As Europe ushers in 2023, attention will soon turn to the most pivotal known unknowns of the year ahead. Spain, which will hold national parliamentary elections in December, is worth watching closely. In the European Union's fourth-largest country, the unresolved question of Catalan independence continues to drive political debate—despite its relative simmering since the explosive crisis of several years ago—and will be a major factor ahead of the elections.
Worryingly, there is a high probability that December's contest will only further entrench the pernicious influence of the Catalan issue on both Spanish and EU politics.The current relationship between Catalonia and the Spanish government was immeasurably shaped by the unsanctioned 2017 independence referendum.
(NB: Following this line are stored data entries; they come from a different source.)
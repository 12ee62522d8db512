//! Instance Render Stores
//!
//! Per-renderer instance arrays handed to the external instance renderer.
//! Instances that share a [`RenderHandle`] (same mesh, materials and render
//! flags) live in one [`InstanceRenderStore`]; changes are tracked per field
//! with [`DirtyFields`] and pushed through a [`RenderSink`] once per frame.

pub mod flags;
pub mod handle;
pub mod sink;
pub mod store;

pub use flags::{DirtyFields, InstanceFlags};
pub use handle::{RenderHandle, RenderHandleDesc};
pub use sink::{RenderField, RenderSink};
pub use store::{InstanceRenderStore, RenderFlush};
If the right is in fact poised for victory, time may be running out for any more meaningful negotiations between Madrid and Barcelona. Yet forging a clear path forward is essential.
The movement that fuelled the referendum arose from years of perceived injustice committed by Madrid, including the overhaul of the region's 2006 Statute of Autonomy and continued clashes over taxation policy and Catalan linguistic rights. Over 90 percent of voters supported independence at the polls, though low turnout of around 43 percent cast doubt on claims of an overwhelming victory. In response, former prime minister Mariano Rajoy temporarily stripped Catalonia of its autonomous powers and dissolved the regional parliament.